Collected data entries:
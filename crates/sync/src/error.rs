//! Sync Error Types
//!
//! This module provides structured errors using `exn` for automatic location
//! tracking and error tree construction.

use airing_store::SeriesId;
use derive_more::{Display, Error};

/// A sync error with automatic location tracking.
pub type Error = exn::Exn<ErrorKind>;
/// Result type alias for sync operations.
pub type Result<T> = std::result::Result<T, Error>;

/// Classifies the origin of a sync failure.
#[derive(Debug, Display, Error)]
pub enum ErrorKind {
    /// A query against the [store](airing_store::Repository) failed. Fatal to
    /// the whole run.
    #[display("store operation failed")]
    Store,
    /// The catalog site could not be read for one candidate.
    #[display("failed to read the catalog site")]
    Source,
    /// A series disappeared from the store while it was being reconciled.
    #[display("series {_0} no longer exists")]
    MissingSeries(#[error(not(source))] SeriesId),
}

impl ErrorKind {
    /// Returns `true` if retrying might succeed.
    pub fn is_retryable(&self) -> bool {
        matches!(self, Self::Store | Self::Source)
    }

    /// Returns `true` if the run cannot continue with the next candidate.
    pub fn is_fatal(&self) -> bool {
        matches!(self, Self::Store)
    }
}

• WORK TASK:
The first line of the entries above marks where to begin; repeat each line exactly through the one that contains "pub type Error = exn::Exn<ErrorKind>;", and include that line.

• EXPECTED ANSWER:
filename crates/sync/src/error.rs
//! Sync Error Types
//!
//! This module provides structured errors using `exn` for automatic location
//! tracking and error tree construction.

use airing_store::SeriesId;
use derive_more::{Display, Error};

/// A sync error with automatic location tracking.
pub type Error = exn::Exn<ErrorKind>;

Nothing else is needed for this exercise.